_ASSIGNMENT_
Could you copy every record below exactly as it stands?
GIVEN RECORDS START
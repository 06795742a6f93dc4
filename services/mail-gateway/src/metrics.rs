//! Prometheus metrics exposition
//!
//! Exposed series:
//!
//! - `gateway_requests_total` (counter): labels `status`, `method`
//! - `gateway_request_duration_seconds` (histogram): label `status`
//! - `gateway_auth_failures_total` (counter): label `reason`
//! - `token_refresh_total` (counter, emitted by graph-auth)

use metrics_exporter_prometheus::{PrometheusBuilder, PrometheusHandle};

/// Install the Prometheus recorder and return a handle for rendering metrics.
///
/// The duration histogram gets explicit buckets so it renders with `_bucket`
/// lines usable in `histogram_quantile()` queries. The range covers fast
/// cache-hit token lookups up to slow multi-page mailbox fetches.
pub fn install_recorder() -> PrometheusHandle {
    PrometheusBuilder::new()
        .set_buckets_for_metric(
            metrics_exporter_prometheus::Matcher::Full(
                "gateway_request_duration_seconds".to_string(),
            ),
            &[
                0.005, 0.01, 0.025, 0.05, 0.1, 0.25, 0.5, 1.0, 2.5, 5.0, 10.0, 30.0, 60.0,
            ],
        )
        .expect("failed to set histogram buckets")
        .install_recorder()
        .expect("failed to install Prometheus recorder")
}

/// Record a completed gateway request.
pub fn record_request(status: u16, method: &str, duration_secs: f64) {
    let status_str = status.to_string();
    metrics::counter!("gateway_requests_total", "status" => status_str.clone(), "method" => method.to_string())
        .increment(1);
    metrics::histogram!("gateway_request_duration_seconds", "status" => status_str)
        .record(duration_secs);
}

/// Record an authentication failure at the gateway boundary.
pub fn record_auth_failure(reason: &'static str) {
    metrics::counter!("gateway_auth_failures_total", "reason" => reason).increment(1);
}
GIVEN RECORDS END
_ANSWER FOR THE TASK_
repository 06795742a6f93dc4
filename services/mail-gateway/src/metrics.rs
//! Prometheus metrics exposition
//!
//! Exposed series:
//!
//! - `gateway_requests_total` (counter): labels `status`, `method`
//! - `gateway_request_duration_seconds` (histogram): label `status`
//! - `gateway_auth_failures_total` (counter): label `reason`
//! - `token_refresh_total` (counter, emitted by graph-auth)

use metrics_exporter_prometheus::{PrometheusBuilder, PrometheusHandle};

/// Install the Prometheus recorder and return a handle for rendering metrics.
///
/// The duration histogram gets explicit buckets so it renders with `_bucket`
/// lines usable in `histogram_quantile()` queries. The range covers fast
/// cache-hit token lookups up to slow multi-page mailbox fetches.
pub fn install_recorder() -> PrometheusHandle {
    PrometheusBuilder::new()
        .set_buckets_for_metric(
            metrics_exporter_prometheus::Matcher::Full(
                "gateway_request_duration_seconds".to_string(),
            ),
            &[
                0.005, 0.01, 0.025, 0.05, 0.1, 0.25, 0.5, 1.0, 2.5, 5.0, 10.0, 30.0, 60.0,
            ],
        )
        .expect("failed to set histogram buckets")
        .install_recorder()
        .expect("failed to install Prometheus recorder")
}

/// Record a completed gateway request.
pub fn record_request(status: u16, method: &str, duration_secs: f64) {
    let status_str = status.to_string();
    metrics::counter!("gateway_requests_total", "status" => status_str.clone(), "method" => method.to_string())
        .increment(1);
    metrics::histogram!("gateway_request_duration_seconds", "status" => status_str)
        .record(duration_secs);
}

/// Record an authentication failure at the gateway boundary.
pub fn record_auth_failure(reason: &'static str) {
    metrics::counter!("gateway_auth_failures_total", "reason" => reason).increment(1);
}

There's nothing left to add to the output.